Opinion
NO. 02-10-00139-CRNO. 02-10-00140-CRNO. 02-10-00141-CR
10-27-2011
FROM THE 371ST DISTRICT COURT OF TARRANT COUNTY
MEMORANDUM OPINION
See Tex. R. App. P. 47.4.
I. INTRODUCTION
Appellant Victor T. Stevens appeals his convictions for fraudulent use or possession of five or more but less than ten items of identifying information, fraudulent use or possession of ten or more but less than fifty items of identifying information, two counts of aggravated robbery with a deadly weapon, and theft of a vehicle valued at $20,000 or more but less than $100,000. In three points, Stevens argues that the trial court erred by not submitting an accomplice-witness instruction in the jury charge for the aggravated robbery offenses, that legally insufficient evidence exists to sustain his convictions, and that the trial court erred by allowing testimony about Stevens's alleged gang activity. We will affirm.
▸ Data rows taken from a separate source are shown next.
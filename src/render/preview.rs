use crate::foundation::core::PixelBuffer;
use crate::foundation::error::{GridError, GridResult};
use crate::interact::drag::ItemRect;
use crate::layout::grid::{LayoutMetrics, LayoutSettings, compute_layout, item_base_position};
use crate::render::blit::{BackgroundMode, draw_frame, paint_background};
use crate::render::cancel::CancelToken;
use crate::render::compositor::output_frame_delay_ms;
use crate::source::model::Source;
use crate::source::timeline::resolve_active_frame;

/// Snapshot of one running preview: settings and layout captured at
/// (re)start, plus the draw rectangles of the most recent tick.
///
/// The runtime is clock-agnostic (the caller feeds it wall-clock elapsed
/// milliseconds), so [`PreviewRuntime::draw_tick`] is the exact same draw
/// path the export compositor steps with its synthetic clock, which is what
/// guarantees preview/export visual parity.
#[derive(Clone, Debug)]
pub struct PreviewRuntime {
    settings: LayoutSettings,
    metrics: LayoutMetrics,
    frame_delay_ms: u32,
    item_rects: Vec<ItemRect>,
}

impl PreviewRuntime {
    /// Capture settings and layout for a new preview run.
    pub fn start(sources: &[Source], settings: &LayoutSettings) -> GridResult<Self> {
        let (settings, _) = settings.sanitize();
        let metrics = compute_layout(sources, &settings)?;
        Ok(Self {
            frame_delay_ms: output_frame_delay_ms(settings.fps),
            settings,
            metrics,
            item_rects: Vec::new(),
        })
    }

    /// Layout captured at start.
    pub fn metrics(&self) -> &LayoutMetrics {
        &self.metrics
    }

    /// Tick interval the caller's timer should use.
    pub fn frame_delay_ms(&self) -> u32 {
        self.frame_delay_ms
    }

    /// Draw rectangles from the most recent tick, for hit testing.
    pub fn item_rects(&self) -> &[ItemRect] {
        &self.item_rects
    }

    /// Paint one preview tick at `elapsed_ms` onto `surface` and refresh the
    /// item rectangles.
    ///
    /// Transparent settings clear to true alpha here; the chroma-key fill is
    /// an encoder workaround and never shows in preview.
    pub fn draw_tick(
        &mut self,
        sources: &[Source],
        elapsed_ms: u64,
        surface: &mut PixelBuffer,
    ) -> GridResult<()> {
        if surface.width() != self.metrics.width || surface.height() != self.metrics.height {
            return Err(GridError::validation(format!(
                "preview surface {}x{} does not match layout {}x{}",
                surface.width(),
                surface.height(),
                self.metrics.width,
                self.metrics.height
            )));
        }

        let background = if self.settings.transparent_bg {
            BackgroundMode::AlphaClear
        } else {
            BackgroundMode::Opaque(self.settings.bg_color)
        };
        paint_background(surface, background);

        self.item_rects.clear();
        for (idx, source) in sources.iter().enumerate() {
            let frame_index = resolve_active_frame(source, elapsed_ms);
            let base = item_base_position(idx, &self.settings, &self.metrics);
            let (offset_x, offset_y) = source.offset();
            let x = base.x + f64::from(offset_x);
            let y = base.y + f64::from(offset_y);

            draw_frame(
                surface,
                source.frame(frame_index).pixels(),
                x,
                y,
                self.metrics.draw_scale,
            );

            self.item_rects.push(ItemRect {
                index: idx,
                x,
                y,
                width: f64::from(source.width()) * self.metrics.draw_scale,
                height: f64::from(source.height()) * self.metrics.draw_scale,
            });
        }
        Ok(())
    }
}

/// Restartable periodic preview bound to a cancellation token.
///
/// Exactly one preview may drive an output surface at a time: restarting
/// always cancels the prior run's token first, so a stale timer callback
/// holding the old token sees it cancelled and stops drawing.
#[derive(Debug, Default)]
pub struct PreviewLoop {
    runtime: Option<PreviewRuntime>,
    token: CancelToken,
}

impl PreviewLoop {
    /// Idle loop with no active preview.
    pub fn new() -> Self {
        Self::default()
    }

    /// Stop any prior preview and capture a fresh runtime snapshot.
    ///
    /// Returns the token the caller's timer should poll before each tick.
    pub fn restart(
        &mut self,
        sources: &[Source],
        settings: &LayoutSettings,
    ) -> GridResult<CancelToken> {
        self.stop();
        self.runtime = Some(PreviewRuntime::start(sources, settings)?);
        self.token = CancelToken::new();
        Ok(self.token.clone())
    }

    /// Cancel the active preview, if any.
    pub fn stop(&mut self) {
        self.token.cancel();
        self.runtime = None;
    }

    /// Active runtime snapshot, if a preview is running.
    pub fn runtime(&self) -> Option<&PreviewRuntime> {
        self.runtime.as_ref()
    }

    /// Paint one tick. Returns `false` (without painting) once the loop has
    /// been stopped or its token cancelled.
    pub fn tick(
        &mut self,
        sources: &[Source],
        elapsed_ms: u64,
        surface: &mut PixelBuffer,
    ) -> GridResult<bool> {
        if self.token.is_cancelled() {
            return Ok(false);
        }
        match self.runtime.as_mut() {
            Some(runtime) => {
                runtime.draw_tick(sources, elapsed_ms, surface)?;
                Ok(true)
            }
            None => Ok(false),
        }
    }
}
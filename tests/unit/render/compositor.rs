use super::*;
use crate::foundation::core::{CHROMA_KEY, Rgba8};
use crate::layout::grid::compute_layout;
use crate::source::model::Frame;

fn solid_source(name: &str, px: [u8; 4], delays: &[u32]) -> Source {
    let frames = delays
        .iter()
        .map(|&d| Frame::new(PixelBuffer::filled(2, 2, px), d))
        .collect();
    Source::new(name, 2, 2, frames).unwrap()
}

fn blinking_source(name: &str, a: [u8; 4], b: [u8; 4], delay: u32) -> Source {
    let frames = vec![
        Frame::new(PixelBuffer::filled(2, 2, a), delay),
        Frame::new(PixelBuffer::filled(2, 2, b), delay),
    ];
    Source::new(name, 2, 2, frames).unwrap()
}

fn settings(fps: u32) -> LayoutSettings {
    LayoutSettings {
        columns: 2,
        gap: 0,
        bg_color: Rgba8::opaque(0, 0, 0),
        fps,
        ..LayoutSettings::default()
    }
}

fn run(sources: &[Source], settings: &LayoutSettings) -> Vec<CompositeFrame> {
    let metrics = compute_layout(sources, settings).unwrap();
    composite(
        sources,
        settings,
        &metrics,
        BackgroundMode::Opaque(settings.bg_color),
        &CancelToken::new(),
    )
    .unwrap()
}

#[test]
fn collapse_is_duration_lossless() {
    let sources = vec![
        blinking_source("blink", [255, 0, 0, 255], [0, 0, 255, 255], 100),
        solid_source("still", [0, 255, 0, 255], &[300]),
    ];
    let settings = settings(10);
    let frame_delay = output_frame_delay_ms(settings.fps);

    let max_duration = sources.iter().map(Source::duration_ms).max().unwrap();
    let total_frames = u64::from(max_duration).div_ceil(u64::from(frame_delay)).max(1);

    let frames = run(&sources, &settings);
    let total_delay: u64 = frames.iter().map(|f| u64::from(f.delay_ms)).sum();
    assert_eq!(total_delay, total_frames * u64::from(frame_delay));
}

#[test]
fn static_content_collapses_to_one_frame() {
    // Two identical static sources: every tick paints the same raster, so
    // exactly one composite comes out carrying the full export duration.
    let sources = vec![
        solid_source("a", [255, 0, 0, 255], &[100, 100]),
        solid_source("b", [255, 0, 0, 255], &[100, 100]),
    ];
    let settings = settings(10);
    let frames = run(&sources, &settings);

    assert_eq!(frames.len(), 1);
    assert_eq!(frames[0].delay_ms, 200);
}

#[test]
fn animated_content_emits_one_frame_per_change() {
    let sources = vec![blinking_source(
        "blink",
        [255, 0, 0, 255],
        [0, 0, 255, 255],
        100,
    )];
    let frames = run(&sources, &settings(10));

    assert_eq!(frames.len(), 2);
    assert_eq!(frames[0].delay_ms, 100);
    assert_eq!(frames[1].delay_ms, 100);
    assert_eq!(frames[0].pixels.pixel(0, 0), [255, 0, 0, 255]);
    assert_eq!(frames[1].pixels.pixel(0, 0), [0, 0, 255, 255]);
}

#[test]
fn later_sources_occlude_earlier_ones() {
    let mut under = solid_source("under", [255, 0, 0, 255], &[100]);
    let over = solid_source("over", [0, 0, 255, 255], &[100]);
    // Push the first source onto the second one's cell.
    under.set_offset(2, 0);

    let sources = vec![under, over];
    let frames = run(&sources, &settings(10));
    assert_eq!(frames[0].pixels.pixel(2, 0), [0, 0, 255, 255]);
}

#[test]
fn user_offset_moves_the_draw_position() {
    let mut source = solid_source("a", [255, 0, 0, 255], &[100]);
    source.set_offset(1, 1);
    let sources = vec![source];

    let settings = LayoutSettings {
        columns: 1,
        ..settings(10)
    };
    let frames = run(&sources, &settings);
    assert_eq!(frames[0].pixels.pixel(0, 0), [0, 0, 0, 255]);
    assert_eq!(frames[0].pixels.pixel(1, 1), [255, 0, 0, 255]);
}

#[test]
fn chroma_key_background_fills_uncovered_pixels() {
    let sources = vec![solid_source("a", [255, 0, 0, 255], &[100])];
    let settings = LayoutSettings {
        columns: 2,
        ..settings(10)
    };
    let metrics = compute_layout(&sources, &settings).unwrap();
    let frames = composite(
        &sources,
        &settings,
        &metrics,
        BackgroundMode::ChromaKey(CHROMA_KEY),
        &CancelToken::new(),
    )
    .unwrap();

    // Covered pixel keeps the source color; the empty second cell is keyed.
    assert_eq!(frames[0].pixels.pixel(0, 0), [255, 0, 0, 255]);
    assert_eq!(frames[0].pixels.pixel(3, 0), CHROMA_KEY.to_premul());
}

#[test]
fn pre_cancelled_run_returns_cancelled_with_no_output() {
    let sources = vec![solid_source("a", [255, 0, 0, 255], &[100])];
    let settings = settings(10);
    let metrics = compute_layout(&sources, &settings).unwrap();

    let token = CancelToken::new();
    token.cancel();
    let err = composite(
        &sources,
        &settings,
        &metrics,
        BackgroundMode::Opaque(settings.bg_color),
        &token,
    )
    .unwrap_err();
    assert!(err.is_cancelled());
}

#[test]
fn empty_source_set_is_rejected() {
    let settings = settings(10);
    let sources = vec![solid_source("a", [0, 0, 0, 255], &[100])];
    let metrics = compute_layout(&sources, &settings).unwrap();
    let err = composite(
        &[],
        &settings,
        &metrics,
        BackgroundMode::Opaque(settings.bg_color),
        &CancelToken::new(),
    )
    .unwrap_err();
    assert!(matches!(err, GridError::Validation(_)));
}

#[test]
fn tick_floor_caps_the_output_rate() {
    assert_eq!(output_frame_delay_ms(10), 100);
    assert_eq!(output_frame_delay_ms(15), 67);
    assert_eq!(output_frame_delay_ms(30), 33);
    // Absurd rates floor at the minimum tick rather than dividing to zero.
    assert_eq!(output_frame_delay_ms(1000), 10);
    assert_eq!(output_frame_delay_ms(0), 1000);
}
II. FACTUAL AND PROCEDURAL BACKGROUND
At around 2:00 or 3:00 a.m., three men entered a house rented to three Texas Christian University students and robbed the people inside at gunpoint. Ryan Ross and Albert Rayle were spending the night at the house in addition to the three tenants. One of the robbers put a pistol to the back of Ross's head and forced his face down on the couch. Another robber pointed a gun at Rayle and led him upstairs to the bedrooms. The robbers kept asking the students where "the stash" was. Forrest Goodall, one of the tenants of the house, opened the door to his room and saw a man holding a sawed-off shotgun to the back of Rayle's head. The robbers rummaged through Goodall's room, asking "Where's the stash? Where's the stash?" The three robbers tied up the students and left in Goodall's Ford truck with credit cards and other items from the home.
A few days after the robbery, a Fort Worth police officer saw the stolen Ford truck at a motel in Fort Worth. A person at the motel told the police that the truck was related to room 135 of the motel. Police knocked on the door to room 135, and Monica Reyes answered. She was in the room with her sleeping children. Reyes initially denied knowing anything about the truck, but when police later returned, she told them that Stevens had given her a ride in the truck to get food for her children; she had assumed Stevens owned the truck. She informed the police that her husband was Arturo Gonzalez, a friend of Stevens. Police obtained Reyes's consent to search the room and found a black Nike bag under the bed. The bag contained IDs and credit cards belonging to the TCU students, as well as clothing that Reyes had seen Stevens wearing earlier that day. She told police that she did not know the bag was there. Reyes was initially charged with possession of the stolen credit cards, but the district attorney's office did not take the case; she was never a suspect in the robbery. Police found fingerprints belonging to Stevens on the stolen Ford truck and on a checkbook box that was inside the black Nike bag.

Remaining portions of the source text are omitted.